## [GIVEN ENTRIES]

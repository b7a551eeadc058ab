//! Ordered article paging for the resumable stream.
//!
//! Articles flow strictly in `(created_at ASC, id ASC)` order via keyset
//! pagination: each page starts strictly after the previous page's last row,
//! compared as a row value, so equal timestamps are broken by id and no row
//! is ever skipped or repeated within a run.

use crate::config::BackfillConfig;
use crate::cursor::Cursor;
use crate::error::{DatabaseError, Error, Result};
use async_trait::async_trait;
use chrono::{DateTime, Utc};
use sqlx::postgres::PgPool;

use super::{Article, Database};

/// Start position and upper bound for one run's article stream
#[derive(Debug, Clone, PartialEq)]
pub struct SourceBounds {
    /// Stream rows strictly after this `(created_at, id)` position
    pub after_created_at: DateTime<Utc>,
    /// Id half of the start position; empty string sorts before every real id
    pub after_id: String,
    /// Exclusive upper bound on `created_at`
    pub until: DateTime<Utc>,
}

impl SourceBounds {
    /// Decide where this run starts and stops
    ///
    /// An explicit `--from` wins over the cursor: the operator asked for that
    /// range, remembered progress notwithstanding. The empty id makes the
    /// from-day's first instant inclusive. Without `--from`, the stream
    /// resumes strictly after the cursor position.
    pub fn for_run(cursor: &Cursor, config: &BackfillConfig, now: DateTime<Utc>) -> Self {
        let (after_created_at, after_id) = match config.start_override() {
            Some(from) => (from, String::new()),
            None => (cursor.last_created_at, cursor.last_id.clone()),
        };
        Self {
            after_created_at,
            after_id,
            until: config.end_bound_at(now),
        }
    }
}

/// Ordered, bounded stream of articles
///
/// The trait seam lets the runner and its tests operate on an in-memory
/// source; production uses [`PgArticleSource`]. An empty page means the
/// stream is exhausted.
#[async_trait]
pub trait ArticleSource: Send {
    /// Fetch the next page, at most `limit` articles, advancing the
    /// in-memory read position past the returned rows
    async fn next_page(&mut self, limit: usize) -> Result<Vec<Article>>;

    /// Estimate how many articles remain from the current read position
    async fn count_remaining(&self) -> Result<u64>;
}

/// Postgres-backed article source
pub struct PgArticleSource {
    pool: PgPool,
    position: (DateTime<Utc>, String),
    until: DateTime<Utc>,
}

impl Database {
    /// Open an article stream over the given bounds
    pub fn article_source(&self, bounds: SourceBounds) -> PgArticleSource {
        PgArticleSource {
            pool: self.pool.clone(),
            position: (bounds.after_created_at, bounds.after_id),
            until: bounds.until,
        }
    }
}

#[async_trait]
impl ArticleSource for PgArticleSource {
    async fn next_page(&mut self, limit: usize) -> Result<Vec<Article>> {
        let rows: Vec<Article> = sqlx::query_as(
            r#"
            SELECT id, title, body, created_at
            FROM articles
            WHERE (created_at, id) > ($1, $2)
              AND created_at < $3
              AND body IS NOT NULL AND body <> ''
            ORDER BY created_at ASC, id ASC
            LIMIT $4
            "#,
        )
        .bind(self.position.0)
        .bind(&self.position.1)
        .bind(self.until)
        .bind(limit as i64)
        .fetch_all(&self.pool)
        .await
        .map_err(|e| {
            Error::Database(DatabaseError::QueryFailed(format!(
                "Failed to fetch article page: {}",
                e
            )))
        })?;

        if let Some(last) = rows.last() {
            self.position = (last.created_at, last.id.clone());
        }

        Ok(rows)
    }

    async fn count_remaining(&self) -> Result<u64> {
        let count: i64 = sqlx::query_scalar(
            r#"
            SELECT COUNT(*)
            FROM articles
            WHERE (created_at, id) > ($1, $2)
              AND created_at < $3
              AND body IS NOT NULL AND body <> ''
            "#,
        )
        .bind(self.position.0)
        .bind(&self.position.1)
        .bind(self.until)
        .fetch_one(&self.pool)
        .await
        .map_err(|e| {
            Error::Database(DatabaseError::QueryFailed(format!(
                "Failed to count remaining articles: {}",
                e
            )))
        })?;

        Ok(count.max(0) as u64)
    }
}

## [PROBLEM DETAILS]
Extract every record and return it verbatim.

## [WORKED SOLUTION]
repository b7a551eeadc058ab
//! Ordered article paging for the resumable stream.
//!
//! Articles flow strictly in `(created_at ASC, id ASC)` order via keyset
//! pagination: each page starts strictly after the previous page's last row,
//! compared as a row value, so equal timestamps are broken by id and no row
//! is ever skipped or repeated within a run.

use crate::config::BackfillConfig;
use crate::cursor::Cursor;
use crate::error::{DatabaseError, Error, Result};
use async_trait::async_trait;
use chrono::{DateTime, Utc};
use sqlx::postgres::PgPool;

use super::{Article, Database};

/// Start position and upper bound for one run's article stream
#[derive(Debug, Clone, PartialEq)]
pub struct SourceBounds {
    /// Stream rows strictly after this `(created_at, id)` position
    pub after_created_at: DateTime<Utc>,
    /// Id half of the start position; empty string sorts before every real id
    pub after_id: String,
    /// Exclusive upper bound on `created_at`
    pub until: DateTime<Utc>,
}

impl SourceBounds {
    /// Decide where this run starts and stops
    ///
    /// An explicit `--from` wins over the cursor: the operator asked for that
    /// range, remembered progress notwithstanding. The empty id makes the
    /// from-day's first instant inclusive. Without `--from`, the stream
    /// resumes strictly after the cursor position.
    pub fn for_run(cursor: &Cursor, config: &BackfillConfig, now: DateTime<Utc>) -> Self {
        let (after_created_at, after_id) = match config.start_override() {
            Some(from) => (from, String::new()),
            None => (cursor.last_created_at, cursor.last_id.clone()),
        };
        Self {
            after_created_at,
            after_id,
            until: config.end_bound_at(now),
        }
    }
}

/// Ordered, bounded stream of articles
///
/// The trait seam lets the runner and its tests operate on an in-memory
/// source; production uses [`PgArticleSource`]. An empty page means the
/// stream is exhausted.
#[async_trait]
pub trait ArticleSource: Send {
    /// Fetch the next page, at most `limit` articles, advancing the
    /// in-memory read position past the returned rows
    async fn next_page(&mut self, limit: usize) -> Result<Vec<Article>>;

    /// Estimate how many articles remain from the current read position
    async fn count_remaining(&self) -> Result<u64>;
}

/// Postgres-backed article source
pub struct PgArticleSource {
    pool: PgPool,
    position: (DateTime<Utc>, String),
    until: DateTime<Utc>,
}

impl Database {
    /// Open an article stream over the given bounds
    pub fn article_source(&self, bounds: SourceBounds) -> PgArticleSource {
        PgArticleSource {
            pool: self.pool.clone(),
            position: (bounds.after_created_at, bounds.after_id),
            until: bounds.until,
        }
    }
}

#[async_trait]
impl ArticleSource for PgArticleSource {
    async fn next_page(&mut self, limit: usize) -> Result<Vec<Article>> {
        let rows: Vec<Article> = sqlx::query_as(
            r#"
            SELECT id, title, body, created_at
            FROM articles
            WHERE (created_at, id) > ($1, $2)
              AND created_at < $3
              AND body IS NOT NULL AND body <> ''
            ORDER BY created_at ASC, id ASC
            LIMIT $4
            "#,
        )
        .bind(self.position.0)
        .bind(&self.position.1)
        .bind(self.until)
        .bind(limit as i64)
        .fetch_all(&self.pool)
        .await
        .map_err(|e| {
            Error::Database(DatabaseError::QueryFailed(format!(
                "Failed to fetch article page: {}",
                e
            )))
        })?;

        if let Some(last) = rows.last() {
            self.position = (last.created_at, last.id.clone());
        }

        Ok(rows)
    }

    async fn count_remaining(&self) -> Result<u64> {
        let count: i64 = sqlx::query_scalar(
            r#"
            SELECT COUNT(*)
            FROM articles
            WHERE (created_at, id) > ($1, $2)
              AND created_at < $3
              AND body IS NOT NULL AND body <> ''
            "#,
        )
        .bind(self.position.0)
        .bind(&self.position.1)
        .bind(self.until)
        .fetch_one(&self.pool)
        .await
        .map_err(|e| {
            Error::Database(DatabaseError::QueryFailed(format!(
                "Failed to count remaining articles: {}",
                e
            )))
        })?;

        Ok(count.max(0) as u64)
    }
}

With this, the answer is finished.